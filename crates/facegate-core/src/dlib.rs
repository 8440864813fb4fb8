//! dlib-backed face model: HOG face detector, 68-point shape predictor and
//! the ResNet face encoder.

use std::env;
use std::path::{Path, PathBuf};
use std::sync::{Arc, Mutex};

use async_trait::async_trait;
use dlib_face_recognition::{
    FaceDetector, FaceDetectorTrait, FaceEncoderNetwork, FaceEncoderTrait, FaceLandmarks,
    ImageMatrix, LandmarkPredictor, LandmarkPredictorTrait, Rectangle,
};
use image::RgbImage;
use tracing::debug;

use crate::detector::{
    DetectOptions, Detection, Embedding, LandmarkDetector, Landmarks, ModelCapability,
    ModelLoader, Point,
};
use crate::errors::{AppError, AppResult};
use crate::geometry::{ExpressionModel, MouthGeometryModel};

pub const LANDMARK_ENV: &str = "DLIB_LANDMARK_MODEL";
pub const ENCODER_ENV: &str = "DLIB_ENCODER_MODEL";

#[derive(Debug, Clone, PartialEq, Eq)]
pub struct ModelPaths {
    pub landmark: PathBuf,
    pub encoder: PathBuf,
}

impl ModelPaths {
    /// Explicit paths win over the `DLIB_*` environment variables.
    pub fn resolve(landmark: Option<&Path>, encoder: Option<&Path>) -> AppResult<Self> {
        let landmark = landmark
            .map(Path::to_path_buf)
            .or_else(|| env::var(LANDMARK_ENV).ok().map(PathBuf::from))
            .ok_or(AppError::MissingModel {
                kind: "landmark predictor",
                flag: "--landmark-model",
                env: LANDMARK_ENV,
            })?;
        let encoder = encoder
            .map(Path::to_path_buf)
            .or_else(|| env::var(ENCODER_ENV).ok().map(PathBuf::from))
            .ok_or(AppError::MissingModel {
                kind: "face encoding network",
                flag: "--encoder-model",
                env: ENCODER_ENV,
            })?;
        Ok(Self { landmark, encoder })
    }
}

/// The native models. dlib calls block for tens of milliseconds, so they only
/// run on the blocking pool through [`run_on_models`].
#[derive(Default)]
struct DlibModels {
    detector: Option<FaceDetector>,
    encoder: Option<FaceEncoderNetwork>,
    predictor: Option<LandmarkPredictor>,
}

struct LocatedFace {
    points: Vec<Point>,
    embedding: Option<Embedding>,
}

impl DlibModels {
    /// Finds the largest face and its 68 landmark points, plus its encoding
    /// when `descriptor` is set.
    fn locate(&self, image: &RgbImage, descriptor: bool, jitters: u32) -> AppResult<Option<LocatedFace>> {
        let detector = self
            .detector
            .as_ref()
            .ok_or_else(|| not_loaded(ModelCapability::Detector))?;
        let predictor = self
            .predictor
            .as_ref()
            .ok_or_else(|| not_loaded(ModelCapability::Landmark))?;

        let matrix = ImageMatrix::from_image(image);
        let locations = detector.face_locations(&matrix);
        let Some(face) = locations.iter().max_by_key(|rect| area(rect)) else {
            return Ok(None);
        };

        let shape = predictor.face_landmarks(&matrix, face);
        let points = shape
            .iter()
            .map(|point| Point::new(point.x() as f64, point.y() as f64))
            .collect();

        let embedding = if descriptor {
            let encoder = self
                .encoder
                .as_ref()
                .ok_or_else(|| not_loaded(ModelCapability::Detector))?;
            describe(encoder, &matrix, shape, jitters)
        } else {
            None
        };
        Ok(Some(LocatedFace { points, embedding }))
    }
}

/// Runs `work` against the shared models on the blocking pool. The models
/// outlive a caller that stops waiting.
async fn run_on_models<M, T, F>(models: &Arc<Mutex<M>>, work: F) -> AppResult<T>
where
    M: Send + 'static,
    T: Send + 'static,
    F: FnOnce(&mut M) -> T + Send + 'static,
{
    let models = Arc::clone(models);
    tokio::task::spawn_blocking(move || {
        let mut guard = models.lock().unwrap_or_else(|poisoned| poisoned.into_inner());
        work(&mut guard)
    })
    .await
    .map_err(|err| AppError::DetectorBackend(format!("dlib worker failed: {err}")))
}

fn not_loaded(capability: ModelCapability) -> AppError {
    AppError::DetectorBackend(format!("{capability} model used before it was loaded"))
}

/// Weights are loaded lazily through [`ModelLoader`]; detection before every
/// capability has loaded is a backend error.
pub struct DlibDetector {
    paths: ModelPaths,
    jitters: u32,
    models: Arc<Mutex<DlibModels>>,
    expressions: Box<dyn ExpressionModel>,
    expressions_loaded: bool,
}

impl DlibDetector {
    pub fn new(paths: ModelPaths, jitters: u32) -> Self {
        Self::with_expression_model(paths, jitters, Box::new(MouthGeometryModel::default()))
    }

    pub fn with_expression_model(
        paths: ModelPaths,
        jitters: u32,
        expressions: Box<dyn ExpressionModel>,
    ) -> Self {
        Self {
            paths,
            jitters,
            models: Arc::new(Mutex::new(DlibModels::default())),
            expressions,
            expressions_loaded: false,
        }
    }
}

#[async_trait]
impl ModelLoader for DlibDetector {
    async fn load(&mut self, capability: ModelCapability) -> Result<(), String> {
        match capability {
            // The encoder is only needed alongside detection, so it loads
            // with the detector.
            ModelCapability::Detector => {
                let path = self.paths.encoder.clone();
                debug!(path = %path.display(), "loading encoder model");
                run_on_models(&self.models, move |models| {
                    models.encoder = Some(FaceEncoderNetwork::open(&path)?);
                    models.detector = Some(FaceDetector::new());
                    Ok::<_, String>(())
                })
                .await
                .map_err(|err| err.to_string())??;
            }
            ModelCapability::Landmark => {
                let path = self.paths.landmark.clone();
                debug!(path = %path.display(), "loading landmark model");
                run_on_models(&self.models, move |models| {
                    models.predictor = Some(LandmarkPredictor::open(&path)?);
                    Ok::<_, String>(())
                })
                .await
                .map_err(|err| err.to_string())??;
            }
            ModelCapability::Expression => {
                self.expressions.load()?;
                self.expressions_loaded = true;
            }
        }
        Ok(())
    }
}

#[async_trait]
impl LandmarkDetector for DlibDetector {
    async fn detect(
        &mut self,
        image: &RgbImage,
        options: DetectOptions,
    ) -> AppResult<Option<Detection>> {
        if options.expressions && !self.expressions_loaded {
            return Err(not_loaded(ModelCapability::Expression));
        }

        let image = image.clone();
        let jitters = self.jitters;
        let located = run_on_models(&self.models, move |models| {
            models.locate(&image, options.descriptor, jitters)
        })
        .await??;
        let Some(face) = located else {
            return Ok(None);
        };

        let mut detection = Detection::default();
        if options.landmarks {
            detection.landmarks = Landmarks::from_68_points(&face.points);
        }
        if options.expressions {
            detection.expressions = self.expressions.score(&face.points);
        }
        detection.embedding = face.embedding;
        Ok(Some(detection))
    }
}

fn describe(
    encoder: &FaceEncoderNetwork,
    matrix: &ImageMatrix,
    shape: FaceLandmarks,
    jitters: u32,
) -> Option<Embedding> {
    let encodings = encoder.get_face_encodings(matrix, &[shape], jitters);
    encodings
        .iter()
        .next()
        .map(|encoding| Embedding::new(encoding.as_ref().to_vec()))
}

fn area(rect: &Rectangle) -> i64 {
    (rect.right - rect.left).max(0) * (rect.bottom - rect.top).max(0)
}

#[cfg(test)]
mod tests {
    use super::*;

    #[test]
    fn explicit_model_paths_win() {
        let paths = ModelPaths::resolve(
            Some(Path::new("/models/landmarks.dat")),
            Some(Path::new("/models/encoder.dat")),
        )
        .unwrap();
        assert_eq!(paths.landmark, PathBuf::from("/models/landmarks.dat"));
        assert_eq!(paths.encoder, PathBuf::from("/models/encoder.dat"));
    }

    #[tokio::test]
    async fn detection_before_loading_is_an_error() {
        let mut detector = DlibDetector::new(
            ModelPaths {
                landmark: "landmarks.dat".into(),
                encoder: "encoder.dat".into(),
            },
            1,
        );
        let err = detector
            .detect(&RgbImage::new(8, 8), DetectOptions::landmarks())
            .await
            .unwrap_err();
        assert!(matches!(err, AppError::DetectorBackend(msg) if msg.contains("detector")));
    }

    #[tokio::test]
    async fn model_work_leaves_the_runtime_free() {
        use std::time::{Duration, Instant};

        let models = Arc::new(Mutex::new(0u32));
        let slow = async {
            let calls = run_on_models(&models, |calls| {
                std::thread::sleep(Duration::from_millis(60));
                *calls += 1;
                *calls
            })
            .await;
            (calls, Instant::now())
        };
        let ticker = async {
            for _ in 0..3 {
                tokio::time::sleep(Duration::from_millis(5)).await;
            }
            Instant::now()
        };

        // Single-threaded runtime: the ticker can only finish first if the
        // slow call runs off the executor thread.
        let ((calls, slow_done), ticker_done) = tokio::join!(slow, ticker);
        assert_eq!(calls.unwrap(), 1);
        assert!(ticker_done < slow_done);
        assert_eq!(*models.lock().unwrap(), 1);
    }

    #[tokio::test]
    async fn expression_request_needs_expression_model() {
        let mut detector = DlibDetector::new(
            ModelPaths {
                landmark: "landmarks.dat".into(),
                encoder: "encoder.dat".into(),
            },
            1,
        );
        let err = detector
            .detect(&RgbImage::new(8, 8), DetectOptions::expressions())
            .await
            .unwrap_err();
        assert!(matches!(err, AppError::DetectorBackend(msg) if msg.contains("expression")));
    }
}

TASK DETAILS = Show every line in the records above that contains the word "Instant".

RESPONSE BELOW =
        use std::time::{Duration, Instant};
            (calls, Instant::now())
            Instant::now()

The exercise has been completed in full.